The recent outrageous comments of the Governor of the Reserve Bank of India Urjit Patel that loan waiver for farmers and landless agricultural labourers is a moral hazard has gone uncommented. This man, a Manmohan Singh appointee and a former staff of Reliance Industries, colludes with INC, BJP and India’s elites that run these parties to bamboozle us into believing that anti-corruption is an adequate monetary policy and the best money policy the Centre could bestow on the country. He maintains the system of licensing private banks to create money for the elites and cutting off the hands of the sovereign to create money on all our behalf.
The laws of India and the complete set of the rule of law is inherited from the Romans via the British, and these criminal and civil laws deal to an overwhelming extent with debt, debt enforcement, lending, borrowing and stealing money. They abolished slavery sometime before the laws were brought to India, but economic suffering by means of economic extortion and oppression by private owners of money reinforced by social oppression and managed by the Reserve Bank of India went on and has gone on ever since.
What is surprising is that there have been millions of studies since Independence on the military and economic suffering caused to India by the Britsh, but the capitalist economics and caste economics inflicted on India after Independence by the upper caste Indians is never criticised by the dominant public discourse as anti-national, rather those who criticise it are considered leftists, Dalits, communists and are condemned and silenced.
How do we explain this? I think the answer is that the upper castes, the elites of India, of which the BJP and INC politicians are a part, have managed to spread the lie across the country and into its furthest most recesses and into every election booth at election time by means of the millions of Sangh Parivar volunteers, that private money is a public good and that therefore it is of public importance to ensure that “the law takes its course” with respect to whether or not private money is being managed according to the law. The fact that there is absolutely no public money to speak of in the country and that 60% of the government budget is going to pay off government debt is in this way eliminated from public discussion.
Why has money created as loans by private banks to private individuals for private purpose become the chosen form of money creation in India? And why is the public so ill educated that we believe that enforcing the law with respect to private money debts is the paramount law to be given political attention above all else by politicians even when public funds and funds in the hands of the agriculturists and landless labourers have been reduced to a pittance?

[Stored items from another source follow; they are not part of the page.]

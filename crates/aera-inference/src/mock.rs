//! Scripted backends for tests.
//!
//! Embeddings are derived from the input text, so the same text always maps
//! to the same vector and retrieval tests can match a query against a stored
//! document exactly.
//!
//! ```rust,ignore
//! let backend = MockInferenceBackend::new()
//!     .with_response_mapping("tags", r#"["finance"]"#)
//!     .throttled_embeddings(1);
//! ```

use std::sync::atomic::{AtomicUsize, Ordering};
use std::sync::{Arc, Mutex};

use async_trait::async_trait;

use aera_core::{
    defaults, AnalysisProvider, AnalysisQuality, EmbeddingBackend, Error, GenerationBackend,
    GenerationOptions, InferenceBackend, Result, Vector,
};

use crate::image_analysis::{ImageAnalysis, ImageAnalyzer};
use crate::vision::VisionBackend;

/// One recorded call: which capability and what it was given.
#[derive(Debug, Clone, PartialEq, Eq)]
pub struct MockCall {
    pub operation: &'static str,
    pub input: String,
}

#[derive(Debug, Clone)]
struct Script {
    dimension: usize,
    /// First needle found in the prompt picks the reply.
    replies: Vec<(String, String)>,
    fallback_reply: String,
    vision_reply: Option<String>,
    fail_embeddings: bool,
    fail_generation: bool,
    fail_vision: bool,
}

impl Default for Script {
    fn default() -> Self {
        Self {
            dimension: defaults::EMBED_DIMENSION,
            replies: Vec::new(),
            fallback_reply: "Mock response".to_string(),
            vision_reply: None,
            fail_embeddings: false,
            fail_generation: false,
            fail_vision: false,
        }
    }
}

/// Scripted stand-in for every provider capability.
///
/// Clones share the call log and the throttle counter.
#[derive(Clone)]
pub struct MockInferenceBackend {
    script: Arc<Script>,
    calls: Arc<Mutex<Vec<MockCall>>>,
    /// Embedding calls still to be rejected as throttled.
    throttled_embeds: Arc<AtomicUsize>,
}

impl MockInferenceBackend {
    pub fn new() -> Self {
        Self {
            script: Arc::new(Script::default()),
            calls: Arc::new(Mutex::new(Vec::new())),
            throttled_embeds: Arc::new(AtomicUsize::new(0)),
        }
    }

    fn script_mut(&mut self) -> &mut Script {
        Arc::make_mut(&mut self.script)
    }

    pub fn with_dimension(mut self, dimension: usize) -> Self {
        self.script_mut().dimension = dimension;
        self
    }

    /// Reply used when no mapping matches.
    pub fn with_fixed_response(mut self, response: impl Into<String>) -> Self {
        self.script_mut().fallback_reply = response.into();
        self
    }

    /// Reply with `output` whenever the prompt contains `needle`.
    pub fn with_response_mapping(
        mut self,
        needle: impl Into<String>,
        output: impl Into<String>,
    ) -> Self {
        self.script_mut().replies.push((needle.into(), output.into()));
        self
    }

    /// Image descriptions otherwise follow the generation replies.
    pub fn with_vision_response(mut self, response: impl Into<String>) -> Self {
        self.script_mut().vision_reply = Some(response.into());
        self
    }

    /// Reject the next `calls` embedding requests with a rate-limit error.
    pub fn throttled_embeddings(self, calls: usize) -> Self {
        self.throttled_embeds.store(calls, Ordering::SeqCst);
        self
    }

    pub fn failing_embeddings(mut self) -> Self {
        self.script_mut().fail_embeddings = true;
        self
    }

    pub fn failing_generation(mut self) -> Self {
        self.script_mut().fail_generation = true;
        self
    }

    pub fn failing_vision(mut self) -> Self {
        self.script_mut().fail_vision = true;
        self
    }

    pub fn get_calls(&self) -> Vec<MockCall> {
        self.calls.lock().map(|c| c.clone()).unwrap_or_default()
    }

    fn calls_to(&self, operation: &str) -> usize {
        self.calls
            .lock()
            .map(|c| c.iter().filter(|call| call.operation == operation).count())
            .unwrap_or(0)
    }

    /// Texts sent for embedding, including rejected ones.
    pub fn embed_call_count(&self) -> usize {
        self.calls_to("embed")
    }

    pub fn generate_call_count(&self) -> usize {
        self.calls_to("generate")
    }

    pub fn vision_call_count(&self) -> usize {
        self.calls_to("vision")
    }

    fn record(&self, operation: &'static str, input: impl Into<String>) {
        if let Ok(mut calls) = self.calls.lock() {
            calls.push(MockCall {
                operation,
                input: input.into(),
            });
        }
    }

    fn take_throttle(&self) -> bool {
        self.throttled_embeds
            .fetch_update(Ordering::SeqCst, Ordering::SeqCst, |n| n.checked_sub(1))
            .is_ok()
    }

    fn reply_for(&self, prompt: &str) -> String {
        self.script
            .replies
            .iter()
            .find(|(needle, _)| prompt.contains(needle.as_str()))
            .map(|(_, reply)| reply.clone())
            .unwrap_or_else(|| self.script.fallback_reply.clone())
    }
}

impl Default for MockInferenceBackend {
    fn default() -> Self {
        Self::new()
    }
}

#[async_trait]
impl EmbeddingBackend for MockInferenceBackend {
    async fn embed_texts(&self, texts: &[String]) -> Result<Vec<Vector>> {
        let mut vectors = Vec::with_capacity(texts.len());
        for text in texts {
            self.record("embed", text.as_str());
            if self.take_throttle() {
                return Err(Error::RateLimited("mock provider throttled".to_string()));
            }
            if self.script.fail_embeddings {
                return Err(Error::Embedding("mock embedding failure".to_string()));
            }
            vectors.push(Vector::from(MockEmbeddingGenerator::generate(
                text,
                self.script.dimension,
            )));
        }
        Ok(vectors)
    }

    fn dimension(&self) -> usize {
        self.script.dimension
    }

    fn model_name(&self) -> &str {
        "mock-embed"
    }
}

#[async_trait]
impl GenerationBackend for MockInferenceBackend {
    async fn generate(&self, prompt: &str) -> Result<String> {
        self.generate_with_system("", prompt).await
    }

    async fn generate_with_system(&self, system: &str, prompt: &str) -> Result<String> {
        self.generate_with_options(system, prompt, GenerationOptions::default())
            .await
    }

    async fn generate_with_options(
        &self,
        system: &str,
        prompt: &str,
        _options: GenerationOptions,
    ) -> Result<String> {
        let input = if system.is_empty() {
            prompt.to_string()
        } else {
            format!("{}\n\n{}", system, prompt)
        };
        self.record("generate", input);

        if self.script.fail_generation {
            return Err(Error::Inference("mock generation failure".to_string()));
        }
        Ok(self.reply_for(prompt))
    }

    fn model_name(&self) -> &str {
        "mock-chat"
    }
}

#[async_trait]
impl InferenceBackend for MockInferenceBackend {
    async fn health_check(&self) -> Result<bool> {
        Ok(true)
    }
}

#[async_trait]
impl VisionBackend for MockInferenceBackend {
    async fn describe_image(
        &self,
        image_data: &[u8],
        mime_type: &str,
        prompt: Option<&str>,
    ) -> Result<String> {
        self.record("vision", format!("{} ({} bytes)", mime_type, image_data.len()));

        if self.script.fail_vision {
            return Err(Error::Inference("mock vision failure".to_string()));
        }
        Ok(self
            .script
            .vision_reply
            .clone()
            .unwrap_or_else(|| self.reply_for(prompt.unwrap_or_default())))
    }

    async fn health_check(&self) -> Result<bool> {
        Ok(true)
    }

    fn model_name(&self) -> &str {
        "mock-vision"
    }
}

/// Image analyzer returning a canned analysis, or failing on demand.
#[derive(Clone)]
pub struct MockImageAnalyzer {
    analysis: Option<ImageAnalysis>,
    calls: Arc<AtomicUsize>,
}

impl MockImageAnalyzer {
    pub fn returning(analysis: ImageAnalysis) -> Self {
        Self {
            analysis: Some(analysis),
            calls: Arc::new(AtomicUsize::new(0)),
        }
    }

    /// An analyzer whose every call fails.
    pub fn failing() -> Self {
        Self {
            analysis: None,
            calls: Arc::new(AtomicUsize::new(0)),
        }
    }

    pub fn call_count(&self) -> usize {
        self.calls.load(Ordering::SeqCst)
    }
}

#[async_trait]
impl ImageAnalyzer for MockImageAnalyzer {
    async fn analyze(
        &self,
        _image_data: &[u8],
        _mime_type: &str,
        _title: &str,
        _provider: AnalysisProvider,
        _quality: AnalysisQuality,
    ) -> Result<ImageAnalysis> {
        self.calls.fetch_add(1, Ordering::SeqCst);
        self.analysis
            .clone()
            .ok_or_else(|| Error::Inference("mock image analysis failure".to_string()))
    }
}

/// Character-bucket embeddings, normalized to unit length.
pub struct MockEmbeddingGenerator;

impl MockEmbeddingGenerator {
    pub fn generate(text: &str, dimension: usize) -> Vec<f32> {
        let dimension = dimension.max(1);
        let mut vec = vec![0.0; dimension];

        for (i, c) in text.to_lowercase().chars().enumerate() {
            let idx = (c as usize + i) % dimension;
            vec[idx] += 0.1;
        }
        // Empty input still yields a unit vector.
        if vec.iter().all(|x| *x == 0.0) {
            vec[0] = 1.0;
        }

        Self::normalize(&mut vec);
        vec
    }

    fn normalize(vec: &mut [f32]) {
        let magnitude: f32 = vec.iter().map(|x| x * x).sum::<f32>().sqrt();
        if magnitude > 0.0 {
            vec.iter_mut().for_each(|x| *x /= magnitude);
        }
    }
}

#[cfg(test)]
mod tests {
    use super::*;
    use aera_core::cosine_similarity;

    #[tokio::test]
    async fn test_mock_backend_embed() {
        let backend = MockInferenceBackend::new().with_dimension(128);
        let vectors = backend.embed_texts(&["test".to_string()]).await.unwrap();
        assert_eq!(vectors[0].as_slice().len(), 128);
    }

    #[tokio::test]
    async fn test_mock_backend_default_dimension_matches_index() {
        let backend = MockInferenceBackend::new();
        assert_eq!(backend.dimension(), defaults::EMBED_DIMENSION);
    }

    #[tokio::test]
    async fn test_mock_backend_deterministic() {
        let backend = MockInferenceBackend::new();
        let texts = vec!["quantum computing".to_string()];
        let e1 = backend.embed_texts(&texts).await.unwrap();
        let e2 = backend.embed_texts(&texts).await.unwrap();
        assert_eq!(e1, e2, "Embeddings should be deterministic");
    }

    #[tokio::test]
    async fn test_mock_backend_response_mapping_by_substring() {
        let backend = MockInferenceBackend::new()
            .with_fixed_response("fallback")
            .with_response_mapping("tags", "finance, report")
            .with_response_mapping("summary", "A quarterly report.");

        assert_eq!(
            backend.generate("Suggest tags for this").await.unwrap(),
            "finance, report"
        );
        assert_eq!(
            backend.generate("Write a summary").await.unwrap(),
            "A quarterly report."
        );
        assert_eq!(backend.generate("anything else").await.unwrap(), "fallback");
    }

    #[tokio::test]
    async fn test_mock_backend_call_logging() {
        let backend = MockInferenceBackend::new();
        backend
            .embed_texts(&["text1".to_string(), "text2".to_string()])
            .await
            .unwrap();
        backend.generate("prompt").await.unwrap();
        backend.describe_image(b"x", "image/png", None).await.unwrap();

        assert_eq!(backend.embed_call_count(), 2);
        assert_eq!(backend.generate_call_count(), 1);
        assert_eq!(backend.vision_call_count(), 1);
        assert_eq!(backend.get_calls().len(), 4);
        assert_eq!(backend.get_calls()[3].input, "image/png (1 bytes)");
    }

    #[tokio::test]
    async fn test_throttled_embeddings_recover_under_backoff() {
        use aera_core::BackoffPolicy;
        use std::time::Duration;

        let backend = MockInferenceBackend::new().throttled_embeddings(2);
        let texts = vec!["Q3 financial results".to_string()];

        let vectors = BackoffPolicy::new(3, Duration::ZERO)
            .run("embed", || backend.embed_texts(&texts))
            .await
            .unwrap();
        assert_eq!(vectors.len(), 1);
        assert_eq!(backend.embed_call_count(), 3);
    }

    #[tokio::test]
    async fn test_throttle_is_shared_between_clones() {
        let backend = MockInferenceBackend::new().throttled_embeddings(1);
        let clone = backend.clone();
        let err = clone.embed_texts(&["x".to_string()]).await.unwrap_err();
        assert!(err.is_rate_limited());
        assert!(backend.embed_texts(&["x".to_string()]).await.is_ok());
    }

    #[tokio::test]
    async fn test_failing_embeddings() {
        let backend = MockInferenceBackend::new().failing_embeddings();
        let result = backend.embed_texts(&["test".to_string()]).await;
        assert!(matches!(result, Err(Error::Embedding(_))));
    }

    #[tokio::test]
    async fn test_targeted_failures() {
        let backend = MockInferenceBackend::new().failing_generation();
        assert!(backend.embed_texts(&["ok".to_string()]).await.is_ok());
        assert!(matches!(
            backend.generate("x").await,
            Err(Error::Inference(_))
        ));

        let vision = MockInferenceBackend::new().failing_vision();
        assert!(vision.describe_image(b"x", "image/png", None).await.is_err());
    }

    #[tokio::test]
    async fn test_mock_image_analyzer() {
        let analysis = ImageAnalysis {
            description: "A cat".to_string(),
            tags: vec!["cat".to_string()],
            detailed: Default::default(),
            model: "mock-vision".to_string(),
        };
        let analyzer = MockImageAnalyzer::returning(analysis.clone());
        let result = analyzer
            .analyze(b"", "image/png", "", AnalysisProvider::Auto, AnalysisQuality::Fast)
            .await
            .unwrap();
        assert_eq!(result, analysis);

        let failing = MockImageAnalyzer::failing();
        assert!(failing
            .analyze(b"", "image/png", "", AnalysisProvider::Auto, AnalysisQuality::Fast)
            .await
            .is_err());
        assert_eq!(failing.call_count(), 1);
    }

    #[test]
    fn test_embedding_generator_normalized() {
        let embedding = MockEmbeddingGenerator::generate("test", 128);
        let magnitude: f32 = embedding.iter().map(|x| x * x).sum::<f32>().sqrt();
        assert!((magnitude - 1.0).abs() < 0.01, "Should be normalized");

        let empty = MockEmbeddingGenerator::generate("", 16);
        assert!((empty[0] - 1.0).abs() < f32::EPSILON);
    }

    #[test]
    fn test_identical_text_has_unit_similarity() {
        let a = MockEmbeddingGenerator::generate("Quarterly Report", 64);
        let b = MockEmbeddingGenerator::generate("Quarterly Report", 64);
        let similarity = cosine_similarity(&a, &b).unwrap();
        assert!((similarity - 1.0).abs() < 1e-5);
    }
}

The answer is to be found solely in the self-serving greed of the upper caste elites who run the country as an outpost of the Anglo Saxon capitalist Empire for their own private gain. The democratic constitutional aspiration for equality of every Indian is decried as leftist communist anti-national propaganda; and every politician who fought for India’s freedom from the British is held up as a freedom fighter and hero only as long as his or her humanitarian commitment to economic equality, justice and fraternity is burnt, expunged from history, and drowned in the depths of the ocean.
The conditions Indians are suffering from today are worse than the conditions the peasants suffered from at Champaran and everywhere else in India before Independence. We are independent from the British now, but there is no sovereign government accountable to the people to create an Indian money system to suit the needs of the majority of Indians who are farmers or agricultural labourers or landless labourers in the informal sector.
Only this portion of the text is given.